Thinking about Tezuka made me remember that some of the caricatures in Ode to Kirihito struck me as unfortunate as well. Tezuka’s style, particularly with incidental characters, was so cartoony that it didn’t stick out as much, but I read the book for the first time in the hospital where my father was having a procedure done, and being in such a public place, I got a bit self-conscious about it. (Well, that and all the nudity.) I think an editor’s note would have been appropriate there, too, not that it would have helped me any.
It’s much harder to justify reproducing such images in current manga, though, as people nowadays are supposed to know better.
Speaking of Tezuka, I must add that most manga-ka worship him like a god, and most of them simply adopted his way of drawing black people.
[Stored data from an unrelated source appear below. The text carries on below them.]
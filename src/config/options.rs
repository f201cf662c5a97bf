//! Options controlling Gaussian elimination.
//!
//! This module provides the `EliminationOptions` struct, which is threaded
//! through every routine in [`crate::elimination`]. It fixes the tolerance
//! below which an entry counts as zero and the rule used to pick pivots.

use num_traits::Float;

/// How a pivot row is chosen for each column.
#[derive(Debug, Clone, Copy, PartialEq, Eq, Default)]
pub enum PivotStrategy {
    /// Keep the current row unless its entry is zero, then take the first
    /// nonzero entry below it.
    #[default]
    FirstNonZero,
    /// Always take the entry of largest magnitude at or below the current row.
    Partial,
}

/// Elimination tolerances & pivoting rule.
#[derive(Debug, Clone, Copy)]
pub struct EliminationOptions<T> {
    /// Relative tolerance: an entry is zero when `|x| <= zero_tol * scale`,
    /// where `scale` is the largest magnitude in its column of the input.
    pub zero_tol: T,

    /// Pivot selection rule.
    pub pivoting: PivotStrategy,
}

impl<T: Float> EliminationOptions<T> {
    pub fn new(zero_tol: T, pivoting: PivotStrategy) -> Self {
        Self { zero_tol, pivoting }
    }

    pub fn with_zero_tol(mut self, zero_tol: T) -> Self {
        self.zero_tol = zero_tol;
        self
    }

    pub fn with_pivoting(mut self, pivoting: PivotStrategy) -> Self {
        self.pivoting = pivoting;
        self
    }

    /// Zero test relative to `scale`, the magnitude of the entries `x` is
    /// compared against. A zero `scale` only accepts exact zeros.
    #[inline]
    pub fn is_negligible(&self, x: T, scale: T) -> bool {
        x.abs() <= self.zero_tol * scale
    }
}

impl<T: Float> Default for EliminationOptions<T> {
    fn default() -> Self {
        Self::new(T::epsilon().sqrt(), PivotStrategy::default())
    }
}
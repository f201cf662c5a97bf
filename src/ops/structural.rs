//! Structural edits: deleting a row and column, appending, augmenting.

use crate::core::traits::MatShape;
use crate::error::LaError;
use crate::matrix::Matrix;
use num_traits::Float;

impl<T: Float> Matrix<T> {
    /// Copy with 1-based row `i` and column `j` removed (the minor used for
    /// cofactor expansion).
    pub fn sub_matrix(&self, i: usize, j: usize) -> Result<Self, LaError> {
        let (h, w) = self.dim();
        if i == 0 || i > h || j == 0 || j > w {
            return Err(LaError::IndexOutOfBounds { row: i, col: j, rows: h, cols: w });
        }
        let mut data = Vec::with_capacity((h - 1) * (w - 1));
        for r in (0..h).filter(|&r| r != i - 1) {
            for c in (0..w).filter(|&c| c != j - 1) {
                data.push(self[(r, c)]);
            }
        }
        Matrix::from_row_major(h - 1, w - 1, data)
    }

    /// Copy extended on the right by column `c`.
    pub fn append_col(&self, c: &[T]) -> Result<Self, LaError> {
        let (h, w) = self.dim();
        if c.len() != h {
            return Err(LaError::DimensionMismatch { expected: h, found: c.len() });
        }
        Matrix::from_fn(h, w + 1, |r, k| if k < w { self[(r, k)] } else { c[r] })
    }

    /// Copy extended at the bottom by row `r`.
    pub fn append_row(&self, r: &[T]) -> Result<Self, LaError> {
        let (h, w) = self.dim();
        if r.len() != w {
            return Err(LaError::DimensionMismatch { expected: w, found: r.len() });
        }
        let mut data = self.as_slice().to_vec();
        data.extend_from_slice(r);
        Matrix::from_row_major(h + 1, w, data)
    }

    /// `[self | other]`, appending the columns of `other` one at a time.
    pub fn augment(&self, other: &Self) -> Result<Self, LaError> {
        if self.nrows() != other.nrows() {
            return Err(LaError::DimensionMismatch { expected: self.nrows(), found: other.nrows() });
        }
        let other_t = other.transpose();
        let mut out = self.clone();
        for k in 0..other_t.nrows() {
            out = out.append_col(other_t.row_slice(k))?;
        }
        Ok(out)
    }
}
Tezuka’s own Sambo-esque way of depicting blacks is directly inherited from the way American media used to portrait blacks with black faces. If there’s Japanese manga racism, it’s an imitated racism originated back that kind of treatment of blacks were the mainstream views. Some Japanese are indeed very racist, but they tend to direct their hatred toward the koreans or Chinese. Black is very, very low on their discriminatory radar; if they do any kind of racially-based treatment, it’s basically on par on how they treat White gaijin. For some women, blacks are definitely regarded higher than your average white person. :)
Adding to my previous post:
“If there’s Japanese manga racism, it’s an imitated racism originated back that kind of treatment of blacks were the mainstream views IN THE US.”
I know what you mean about Ode to Kirihito. Though I’m sure this wasn’t the case at the time, I found extreme irony in the fact that one of the main messages was promoting tolerance and equality regardless of appearance, and yet caricatures appear more than a few times.
The note in Astro Boy also appears in all of Dark Horse’s editions of Tezuka’s manga, including the Lost World/Metropolis/Future World series. I’ve not read very much of Astro Boy yet, but it seems like more of a cover, as I have yet to run across caricature in that series.